ORDER FINDING CIVIL CONTEMPT
This matter is before the Court on the motion of Plaintiff Amarok LLC (“Amarok”) (formerly known as Electric Guard Dog, LLC) to hold Defendants Fence Hawk, Inc., Fence Guardian, Inc., and Intelligent Fencing Systems, Inc. (collectively, the “Defendants”), as well as Dale R. Barnes (“Barnes”) and the Defendants' and Barnes' affiliated company, Electric Fence Monitor, LLC (“EFM”) in civil contempt of this Court's January 7, 2015 Consent Injunction and Final Judgment (the “Consent Injunction”). The Court held a hearing on this motion on August 29, 2022. Julian H. Wright, Jr. appeared for Amarok. Mr. Barnes appeared pro se on his own behalf. No counsel appeared for the corporate Defendants or EFM. Based on the pleadings, filings, evidence, and arguments submitted by the parties, the Court makes the following findings of fact and conclusions of law in support of the Court's determination that Defendants, Barnes, and EFM are in civil contempt of the Consent Injunction.
FINDINGS OF FACT
1. Amarok filed this action in 2014. Amarok alleged that the Defendants, along with their owner Barnes, had engaged in a variety of unfair competitive activities, including trademark violations, false advertising, and misrepresentations about Amarok's business and business practices to potential and actual customers in the perimeter security fencing market.

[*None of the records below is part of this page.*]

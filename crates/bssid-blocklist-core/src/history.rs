//! Bounded history of block and unblock events, kept for diagnostics dumps.

use std::collections::VecDeque;
use std::fmt;

use serde::{Deserialize, Serialize};

use crate::failure_reason::FailureReason;

/// Why a BSSID left the blocklist.
#[derive(Debug, Clone, Copy, PartialEq, Eq, Serialize, Deserialize)]
#[serde(rename_all = "snake_case")]
pub enum UnblockCause {
    Expired,
    ValidationSuccess,
    RssiImproved,
    Cleared,
    NetworkRemoved,
}

impl fmt::Display for UnblockCause {
    fn fmt(&self, f: &mut fmt::Formatter<'_>) -> fmt::Result {
        let s = match self {
            Self::Expired => "expired",
            Self::ValidationSuccess => "validation success",
            Self::RssiImproved => "rssi improved",
            Self::Cleared => "cleared",
            Self::NetworkRemoved => "network removed",
        };
        f.write_str(s)
    }
}

#[derive(Debug, Clone, Copy, PartialEq, Eq, Serialize, Deserialize)]
#[serde(tag = "kind", rename_all = "snake_case")]
pub enum HistoryEvent {
    Blocked,
    Unblocked { cause: UnblockCause },
}

#[derive(Debug, Clone, PartialEq, Eq, Serialize, Deserialize)]
pub struct HistoryEntry {
    pub bssid: String,
    pub ssid: String,
    pub reason: FailureReason,
    pub event: HistoryEvent,
    pub time_ms: i64,
    pub block_end_time_ms: i64,
    pub rssi: i32,
}

/// Render a wall-clock millisecond timestamp the way dumps show it.
pub(crate) fn format_time_ms(ms: i64) -> String {
    chrono::DateTime::from_timestamp_millis(ms).map_or_else(
        || format!("{ms}ms"),
        |t| t.format("%m-%d %H:%M:%S%.3f").to_string(),
    )
}

impl fmt::Display for HistoryEntry {
    fn fmt(&self, f: &mut fmt::Formatter<'_>) -> fmt::Result {
        write!(
            f,
            "{} bssid={} ssid={} reason={} rssi={}",
            format_time_ms(self.time_ms),
            self.bssid,
            self.ssid,
            self.reason,
            self.rssi
        )?;
        match self.event {
            HistoryEvent::Blocked => {
                write!(f, " blocked until {}", format_time_ms(self.block_end_time_ms))
            }
            HistoryEvent::Unblocked { cause } => write!(f, " unblocked ({cause})"),
        }
    }
}

/// FIFO ring of the most recent history entries.
#[derive(Debug, Clone)]
pub struct StatusHistory {
    entries: VecDeque<HistoryEntry>,
    capacity: usize,
}

impl StatusHistory {
    /// A capacity of 0 is treated as 1.
    #[must_use]
    pub fn new(capacity: usize) -> Self {
        let capacity = capacity.max(1);
        Self {
            entries: VecDeque::with_capacity(capacity),
            capacity,
        }
    }

    /// Append an entry, evicting the oldest when full.
    pub fn push(&mut self, entry: HistoryEntry) {
        if self.entries.len() >= self.capacity {
            self.entries.pop_front();
        }
        self.entries.push_back(entry);
    }

    #[must_use]
    pub fn len(&self) -> usize {
        self.entries.len()
    }

    #[must_use]
    pub fn is_empty(&self) -> bool {
        self.entries.is_empty()
    }

    #[must_use]
    pub fn capacity(&self) -> usize {
        self.capacity
    }

    /// Oldest first.
    pub fn iter(&self) -> impl Iterator<Item = &HistoryEntry> {
        self.entries.iter()
    }
}

#[cfg(test)]
mod tests {
    use super::*;

    fn entry(time_ms: i64) -> HistoryEntry {
        HistoryEntry {
            bssid: "aa:bb:cc:dd:ee:ff".to_string(),
            ssid: "\"home\"".to_string(),
            reason: FailureReason::DhcpFailure,
            event: HistoryEvent::Blocked,
            time_ms,
            block_end_time_ms: time_ms + 300_000,
            rssi: -80,
        }
    }

    #[test]
    fn evicts_oldest_when_full() {
        let mut history = StatusHistory::new(3);
        for t in 0..5 {
            history.push(entry(t));
        }
        assert_eq!(history.len(), 3);
        let times: Vec<_> = history.iter().map(|e| e.time_ms).collect();
        assert_eq!(times, vec![2, 3, 4]);
    }

    #[test]
    fn zero_capacity_keeps_one() {
        let mut history = StatusHistory::new(0);
        assert!(history.is_empty());
        history.push(entry(1));
        history.push(entry(2));
        assert_eq!(history.capacity(), 1);
        assert_eq!(history.iter().next().map(|e| e.time_ms), Some(2));
    }

    #[test]
    fn display_mentions_event() {
        let blocked = entry(0).to_string();
        assert!(blocked.starts_with("01-01 00:00:00.000"));
        assert!(blocked.contains("reason=REASON_DHCP_FAILURE"));
        assert!(blocked.contains("blocked until 01-01 00:05:00.000"));

        let mut unblocked = entry(0);
        unblocked.event = HistoryEvent::Unblocked {
            cause: UnblockCause::RssiImproved,
        };
        assert!(unblocked.to_string().ends_with("unblocked (rssi improved)"));
    }

    #[test]
    fn event_serializes_with_kind_tag() {
        let json = serde_json::to_value(HistoryEvent::Unblocked {
            cause: UnblockCause::Expired,
        })
        .unwrap();
        assert_eq!(json["kind"], "unblocked");
        assert_eq!(json["cause"], "expired");
    }
}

2. Amarok and the Defendants entered into a settlement agreement in late 2014 that included monetary payment from Defendants to Amarok as well as the entry of the Consent Injunction.
3. Among other provisions, the Consent Injunction provides that it is “binding upon the parties hereto, their officers, agents, servants, and employees, and upon those in active concert or participation with them who receive actual notice in any manner of this Consent Injunction ․, including without limitation, Dale Barnes․”
4. The Consent Injunction also prevents Defendants and those in active concert or participation with them from making “any false statement in any advertisement, solicitation, communication or otherwise, regardless of the media, about [Amarok] or [Amarok's] contractual relationships with its clients, including, but not limited to ․ [a]ny statement to the effect that [Amarok's] customers will save a substantially certain sum of money by terminating such customer's contract with [Amarok].”
5. The Consent Injunction also provides that its prohibitions “shall include references to any ‘rental’ company, any ‘rental fence’ company or any other similarly ambiguous references to [Amarok] or which would potentially identify [Amarok] by implication in markets and localities in which [Amarok] operates.”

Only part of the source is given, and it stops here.